PROBLEM STATEMENT:
Your task is to copy every line of the entries that holds the word "CampaignMeta".

PROVIDED RECORDS:
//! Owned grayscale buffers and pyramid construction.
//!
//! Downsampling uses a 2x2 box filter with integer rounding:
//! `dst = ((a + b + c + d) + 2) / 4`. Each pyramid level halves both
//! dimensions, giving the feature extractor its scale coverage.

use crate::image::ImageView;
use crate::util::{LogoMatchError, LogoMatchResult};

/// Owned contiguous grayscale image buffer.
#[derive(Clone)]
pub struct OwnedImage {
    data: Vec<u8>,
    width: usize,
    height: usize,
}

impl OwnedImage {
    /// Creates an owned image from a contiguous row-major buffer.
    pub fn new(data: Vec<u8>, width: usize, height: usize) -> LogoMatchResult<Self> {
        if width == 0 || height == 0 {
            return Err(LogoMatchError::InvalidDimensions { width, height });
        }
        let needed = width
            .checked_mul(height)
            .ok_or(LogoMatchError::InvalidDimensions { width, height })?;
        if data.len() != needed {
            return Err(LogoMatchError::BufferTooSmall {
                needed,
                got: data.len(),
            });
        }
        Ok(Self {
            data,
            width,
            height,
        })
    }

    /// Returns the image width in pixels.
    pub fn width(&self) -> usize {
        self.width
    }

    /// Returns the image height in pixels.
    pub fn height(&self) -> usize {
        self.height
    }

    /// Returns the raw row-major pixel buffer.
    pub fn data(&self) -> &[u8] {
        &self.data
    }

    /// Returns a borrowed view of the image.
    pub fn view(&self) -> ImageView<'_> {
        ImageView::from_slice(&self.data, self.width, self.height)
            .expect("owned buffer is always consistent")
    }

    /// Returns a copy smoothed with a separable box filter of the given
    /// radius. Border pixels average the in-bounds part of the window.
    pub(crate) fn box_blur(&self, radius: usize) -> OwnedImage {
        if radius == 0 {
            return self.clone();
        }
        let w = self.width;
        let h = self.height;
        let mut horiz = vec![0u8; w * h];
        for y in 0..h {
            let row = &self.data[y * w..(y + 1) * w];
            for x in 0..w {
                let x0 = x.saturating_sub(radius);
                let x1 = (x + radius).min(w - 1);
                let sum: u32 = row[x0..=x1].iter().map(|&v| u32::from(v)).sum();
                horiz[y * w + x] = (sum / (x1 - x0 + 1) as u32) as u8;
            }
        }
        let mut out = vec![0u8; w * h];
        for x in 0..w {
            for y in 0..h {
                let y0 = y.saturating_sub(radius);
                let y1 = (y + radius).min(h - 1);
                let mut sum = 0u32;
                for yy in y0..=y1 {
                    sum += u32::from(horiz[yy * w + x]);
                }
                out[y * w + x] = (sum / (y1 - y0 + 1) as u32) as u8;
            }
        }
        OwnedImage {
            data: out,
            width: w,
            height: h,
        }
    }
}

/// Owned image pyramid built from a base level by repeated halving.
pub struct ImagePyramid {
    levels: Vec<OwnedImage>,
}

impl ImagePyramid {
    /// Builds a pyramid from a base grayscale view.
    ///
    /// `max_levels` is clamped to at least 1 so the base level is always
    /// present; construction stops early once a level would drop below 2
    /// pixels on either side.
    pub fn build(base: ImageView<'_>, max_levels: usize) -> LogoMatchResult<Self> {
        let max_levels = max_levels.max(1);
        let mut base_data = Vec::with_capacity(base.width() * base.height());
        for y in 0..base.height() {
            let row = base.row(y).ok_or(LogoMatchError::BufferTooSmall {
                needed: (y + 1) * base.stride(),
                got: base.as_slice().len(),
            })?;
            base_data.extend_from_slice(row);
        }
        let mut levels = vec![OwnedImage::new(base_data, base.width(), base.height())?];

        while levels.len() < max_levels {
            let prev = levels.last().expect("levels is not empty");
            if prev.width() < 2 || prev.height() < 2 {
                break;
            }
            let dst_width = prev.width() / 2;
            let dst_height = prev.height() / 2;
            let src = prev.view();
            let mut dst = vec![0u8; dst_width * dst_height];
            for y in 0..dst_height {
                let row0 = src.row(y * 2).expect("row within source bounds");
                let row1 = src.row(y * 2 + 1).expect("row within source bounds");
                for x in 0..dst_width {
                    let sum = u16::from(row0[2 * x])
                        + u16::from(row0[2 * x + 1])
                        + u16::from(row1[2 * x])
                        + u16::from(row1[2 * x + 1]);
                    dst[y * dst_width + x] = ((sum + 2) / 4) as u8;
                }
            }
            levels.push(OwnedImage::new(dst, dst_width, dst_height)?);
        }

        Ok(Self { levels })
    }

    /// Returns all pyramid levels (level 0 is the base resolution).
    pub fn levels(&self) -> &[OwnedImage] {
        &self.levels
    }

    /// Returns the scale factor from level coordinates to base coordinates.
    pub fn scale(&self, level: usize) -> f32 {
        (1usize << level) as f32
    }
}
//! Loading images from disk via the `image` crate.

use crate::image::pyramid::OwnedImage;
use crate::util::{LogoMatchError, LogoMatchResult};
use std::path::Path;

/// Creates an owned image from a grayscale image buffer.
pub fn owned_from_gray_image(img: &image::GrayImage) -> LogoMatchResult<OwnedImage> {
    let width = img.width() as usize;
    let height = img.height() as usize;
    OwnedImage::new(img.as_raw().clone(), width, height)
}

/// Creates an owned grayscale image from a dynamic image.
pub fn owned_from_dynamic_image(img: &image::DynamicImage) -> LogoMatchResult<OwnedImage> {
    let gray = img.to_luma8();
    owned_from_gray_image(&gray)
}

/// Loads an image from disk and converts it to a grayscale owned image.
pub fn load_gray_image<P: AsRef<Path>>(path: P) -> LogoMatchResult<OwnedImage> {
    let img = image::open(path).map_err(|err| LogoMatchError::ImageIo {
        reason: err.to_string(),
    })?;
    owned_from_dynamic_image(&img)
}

...

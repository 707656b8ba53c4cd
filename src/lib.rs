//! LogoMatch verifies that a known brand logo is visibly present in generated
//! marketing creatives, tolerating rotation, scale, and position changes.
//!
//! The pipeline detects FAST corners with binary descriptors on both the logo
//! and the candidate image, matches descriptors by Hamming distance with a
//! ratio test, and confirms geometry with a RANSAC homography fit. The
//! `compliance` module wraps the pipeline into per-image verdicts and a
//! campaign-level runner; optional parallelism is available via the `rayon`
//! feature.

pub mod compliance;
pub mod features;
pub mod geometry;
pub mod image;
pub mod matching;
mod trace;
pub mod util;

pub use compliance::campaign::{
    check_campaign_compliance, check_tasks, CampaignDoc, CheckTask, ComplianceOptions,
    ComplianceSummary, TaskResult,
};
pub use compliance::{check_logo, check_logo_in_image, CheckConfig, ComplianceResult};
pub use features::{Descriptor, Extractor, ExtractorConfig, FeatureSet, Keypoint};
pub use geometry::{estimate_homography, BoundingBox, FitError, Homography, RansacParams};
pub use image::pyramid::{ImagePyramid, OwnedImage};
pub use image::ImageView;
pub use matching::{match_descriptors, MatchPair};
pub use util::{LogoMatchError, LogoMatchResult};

...

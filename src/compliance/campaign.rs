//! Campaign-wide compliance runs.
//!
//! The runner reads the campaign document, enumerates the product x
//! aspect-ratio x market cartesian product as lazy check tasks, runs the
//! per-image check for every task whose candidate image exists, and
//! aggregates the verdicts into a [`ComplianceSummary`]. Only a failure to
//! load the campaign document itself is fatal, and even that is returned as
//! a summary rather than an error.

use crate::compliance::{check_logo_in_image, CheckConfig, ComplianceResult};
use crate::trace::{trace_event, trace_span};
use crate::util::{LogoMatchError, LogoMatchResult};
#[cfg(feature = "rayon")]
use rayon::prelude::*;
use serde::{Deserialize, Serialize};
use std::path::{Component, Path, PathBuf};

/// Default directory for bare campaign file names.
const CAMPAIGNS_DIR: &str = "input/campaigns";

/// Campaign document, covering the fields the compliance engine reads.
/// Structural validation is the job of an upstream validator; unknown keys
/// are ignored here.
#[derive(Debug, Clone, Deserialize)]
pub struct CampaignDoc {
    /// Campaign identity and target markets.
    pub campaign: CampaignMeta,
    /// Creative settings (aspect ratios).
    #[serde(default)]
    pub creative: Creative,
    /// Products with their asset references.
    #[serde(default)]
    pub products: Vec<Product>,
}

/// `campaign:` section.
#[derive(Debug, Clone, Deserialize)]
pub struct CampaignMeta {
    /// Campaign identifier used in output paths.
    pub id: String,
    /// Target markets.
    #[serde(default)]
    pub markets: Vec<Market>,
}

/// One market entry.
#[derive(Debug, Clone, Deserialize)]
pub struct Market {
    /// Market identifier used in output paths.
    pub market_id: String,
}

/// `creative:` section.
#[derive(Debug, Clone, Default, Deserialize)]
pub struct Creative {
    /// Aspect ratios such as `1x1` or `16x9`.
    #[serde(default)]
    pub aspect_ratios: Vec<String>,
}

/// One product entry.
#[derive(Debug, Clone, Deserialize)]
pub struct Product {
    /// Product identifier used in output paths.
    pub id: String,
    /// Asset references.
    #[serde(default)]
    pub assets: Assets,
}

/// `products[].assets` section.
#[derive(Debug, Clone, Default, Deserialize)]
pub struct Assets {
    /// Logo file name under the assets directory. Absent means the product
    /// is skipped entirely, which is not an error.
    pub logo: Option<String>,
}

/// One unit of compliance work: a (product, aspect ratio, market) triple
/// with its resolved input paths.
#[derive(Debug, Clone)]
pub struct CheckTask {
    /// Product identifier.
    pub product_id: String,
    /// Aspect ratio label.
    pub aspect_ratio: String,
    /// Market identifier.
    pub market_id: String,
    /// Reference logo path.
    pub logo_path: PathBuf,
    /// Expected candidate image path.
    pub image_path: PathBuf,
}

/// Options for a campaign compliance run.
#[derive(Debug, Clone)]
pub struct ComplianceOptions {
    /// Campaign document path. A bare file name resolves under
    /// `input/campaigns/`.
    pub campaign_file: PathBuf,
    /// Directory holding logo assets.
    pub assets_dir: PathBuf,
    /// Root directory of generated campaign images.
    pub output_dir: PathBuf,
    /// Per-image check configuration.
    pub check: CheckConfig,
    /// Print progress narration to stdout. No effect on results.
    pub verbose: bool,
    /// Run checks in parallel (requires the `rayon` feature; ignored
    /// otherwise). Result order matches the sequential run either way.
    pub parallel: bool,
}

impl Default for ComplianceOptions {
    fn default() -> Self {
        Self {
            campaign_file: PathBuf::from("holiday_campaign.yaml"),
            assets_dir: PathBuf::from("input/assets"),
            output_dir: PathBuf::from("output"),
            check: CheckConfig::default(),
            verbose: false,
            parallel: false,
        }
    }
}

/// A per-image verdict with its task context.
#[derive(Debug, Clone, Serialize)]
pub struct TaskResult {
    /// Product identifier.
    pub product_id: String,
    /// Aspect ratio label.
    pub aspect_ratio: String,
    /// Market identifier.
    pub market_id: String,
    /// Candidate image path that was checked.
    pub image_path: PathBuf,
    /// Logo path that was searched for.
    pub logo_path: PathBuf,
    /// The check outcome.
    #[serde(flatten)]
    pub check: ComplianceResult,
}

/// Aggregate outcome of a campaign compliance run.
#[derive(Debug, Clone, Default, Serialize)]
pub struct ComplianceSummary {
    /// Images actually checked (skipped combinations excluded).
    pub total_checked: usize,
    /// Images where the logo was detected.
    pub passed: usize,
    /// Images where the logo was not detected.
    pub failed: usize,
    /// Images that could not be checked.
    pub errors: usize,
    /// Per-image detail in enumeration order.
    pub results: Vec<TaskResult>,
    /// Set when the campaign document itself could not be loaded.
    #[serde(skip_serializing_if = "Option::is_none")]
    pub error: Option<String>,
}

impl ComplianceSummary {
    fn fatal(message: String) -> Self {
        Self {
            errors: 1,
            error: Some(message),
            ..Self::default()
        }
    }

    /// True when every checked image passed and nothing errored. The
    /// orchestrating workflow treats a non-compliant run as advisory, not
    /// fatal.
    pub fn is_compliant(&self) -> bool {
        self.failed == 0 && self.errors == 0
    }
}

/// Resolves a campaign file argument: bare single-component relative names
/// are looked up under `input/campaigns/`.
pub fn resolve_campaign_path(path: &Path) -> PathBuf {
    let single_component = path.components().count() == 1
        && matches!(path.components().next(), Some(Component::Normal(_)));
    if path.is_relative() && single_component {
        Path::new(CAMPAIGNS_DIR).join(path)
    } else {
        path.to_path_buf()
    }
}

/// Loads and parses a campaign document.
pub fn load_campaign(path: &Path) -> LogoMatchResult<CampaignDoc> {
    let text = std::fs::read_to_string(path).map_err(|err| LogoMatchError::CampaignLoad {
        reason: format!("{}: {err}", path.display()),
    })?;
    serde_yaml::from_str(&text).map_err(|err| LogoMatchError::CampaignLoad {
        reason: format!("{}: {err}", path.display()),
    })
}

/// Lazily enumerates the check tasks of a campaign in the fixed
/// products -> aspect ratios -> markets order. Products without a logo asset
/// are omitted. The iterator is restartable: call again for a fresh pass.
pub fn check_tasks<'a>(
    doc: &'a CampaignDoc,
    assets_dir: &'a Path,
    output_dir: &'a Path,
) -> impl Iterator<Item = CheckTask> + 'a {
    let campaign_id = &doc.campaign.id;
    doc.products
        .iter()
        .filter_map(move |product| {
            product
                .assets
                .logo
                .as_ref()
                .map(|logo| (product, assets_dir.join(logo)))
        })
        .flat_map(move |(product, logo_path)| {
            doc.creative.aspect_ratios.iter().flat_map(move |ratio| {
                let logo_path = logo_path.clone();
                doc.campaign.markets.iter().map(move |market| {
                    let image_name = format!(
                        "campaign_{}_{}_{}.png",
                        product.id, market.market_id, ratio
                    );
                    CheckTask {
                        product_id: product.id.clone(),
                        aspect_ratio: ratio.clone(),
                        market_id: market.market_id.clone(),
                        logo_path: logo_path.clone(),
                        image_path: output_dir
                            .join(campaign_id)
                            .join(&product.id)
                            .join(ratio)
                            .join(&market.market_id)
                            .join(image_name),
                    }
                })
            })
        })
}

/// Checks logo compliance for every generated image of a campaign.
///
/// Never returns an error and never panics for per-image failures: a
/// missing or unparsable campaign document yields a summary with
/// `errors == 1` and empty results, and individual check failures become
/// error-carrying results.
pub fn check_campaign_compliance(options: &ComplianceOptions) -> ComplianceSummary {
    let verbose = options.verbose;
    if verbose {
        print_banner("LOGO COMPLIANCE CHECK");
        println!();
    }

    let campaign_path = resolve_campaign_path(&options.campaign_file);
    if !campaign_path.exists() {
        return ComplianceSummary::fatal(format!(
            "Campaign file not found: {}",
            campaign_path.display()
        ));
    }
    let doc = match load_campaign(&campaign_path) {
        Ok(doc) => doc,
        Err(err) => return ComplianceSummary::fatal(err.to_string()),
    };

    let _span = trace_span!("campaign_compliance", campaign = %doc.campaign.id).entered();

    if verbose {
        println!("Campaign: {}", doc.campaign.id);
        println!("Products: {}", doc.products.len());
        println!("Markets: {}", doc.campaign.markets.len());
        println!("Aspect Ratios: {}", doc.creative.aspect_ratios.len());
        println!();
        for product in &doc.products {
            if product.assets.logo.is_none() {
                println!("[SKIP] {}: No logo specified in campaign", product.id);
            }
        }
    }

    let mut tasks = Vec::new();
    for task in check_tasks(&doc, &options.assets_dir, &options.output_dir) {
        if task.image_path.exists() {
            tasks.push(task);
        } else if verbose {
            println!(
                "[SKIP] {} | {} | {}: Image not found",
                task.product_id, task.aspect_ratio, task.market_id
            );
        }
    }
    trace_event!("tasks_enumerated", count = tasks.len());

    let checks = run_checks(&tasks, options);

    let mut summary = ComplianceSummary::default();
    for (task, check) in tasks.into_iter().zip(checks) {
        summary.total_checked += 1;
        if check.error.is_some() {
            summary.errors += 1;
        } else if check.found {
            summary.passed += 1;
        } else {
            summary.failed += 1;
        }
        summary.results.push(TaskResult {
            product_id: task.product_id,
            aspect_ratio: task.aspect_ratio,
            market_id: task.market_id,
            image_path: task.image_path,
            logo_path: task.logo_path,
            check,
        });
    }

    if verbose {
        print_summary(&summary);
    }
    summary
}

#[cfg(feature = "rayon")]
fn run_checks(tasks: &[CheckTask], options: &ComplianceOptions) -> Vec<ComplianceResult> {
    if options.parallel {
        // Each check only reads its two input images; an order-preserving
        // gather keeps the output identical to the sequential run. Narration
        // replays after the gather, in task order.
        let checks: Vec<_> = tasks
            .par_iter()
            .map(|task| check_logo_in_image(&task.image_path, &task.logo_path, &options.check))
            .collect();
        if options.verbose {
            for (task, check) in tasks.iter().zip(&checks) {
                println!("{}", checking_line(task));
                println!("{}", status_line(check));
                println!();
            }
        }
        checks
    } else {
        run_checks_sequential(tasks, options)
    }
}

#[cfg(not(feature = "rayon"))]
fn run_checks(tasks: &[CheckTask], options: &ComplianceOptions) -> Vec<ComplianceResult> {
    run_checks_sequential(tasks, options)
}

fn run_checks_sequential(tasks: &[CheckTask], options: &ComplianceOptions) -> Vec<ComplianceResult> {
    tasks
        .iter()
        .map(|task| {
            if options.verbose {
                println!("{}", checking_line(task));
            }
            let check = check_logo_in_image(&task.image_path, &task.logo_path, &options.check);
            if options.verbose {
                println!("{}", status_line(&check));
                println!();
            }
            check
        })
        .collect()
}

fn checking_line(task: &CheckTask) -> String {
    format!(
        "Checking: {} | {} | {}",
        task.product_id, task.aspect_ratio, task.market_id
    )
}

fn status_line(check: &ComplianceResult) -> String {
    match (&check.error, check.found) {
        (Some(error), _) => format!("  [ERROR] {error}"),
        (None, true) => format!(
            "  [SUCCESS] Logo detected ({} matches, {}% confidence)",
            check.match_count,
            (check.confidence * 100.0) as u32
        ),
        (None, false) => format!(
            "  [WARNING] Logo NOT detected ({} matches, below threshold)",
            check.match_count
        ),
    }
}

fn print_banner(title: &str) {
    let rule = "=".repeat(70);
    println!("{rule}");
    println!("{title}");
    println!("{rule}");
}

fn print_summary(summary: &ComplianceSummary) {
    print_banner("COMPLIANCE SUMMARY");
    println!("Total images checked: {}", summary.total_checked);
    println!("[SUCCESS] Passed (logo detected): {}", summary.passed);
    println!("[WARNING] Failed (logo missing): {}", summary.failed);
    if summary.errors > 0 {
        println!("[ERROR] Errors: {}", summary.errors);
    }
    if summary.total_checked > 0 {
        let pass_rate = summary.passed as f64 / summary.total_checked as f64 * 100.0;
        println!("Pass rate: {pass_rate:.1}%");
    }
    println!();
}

TASK RESULT:
    pub campaign: CampaignMeta,
pub struct CampaignMeta {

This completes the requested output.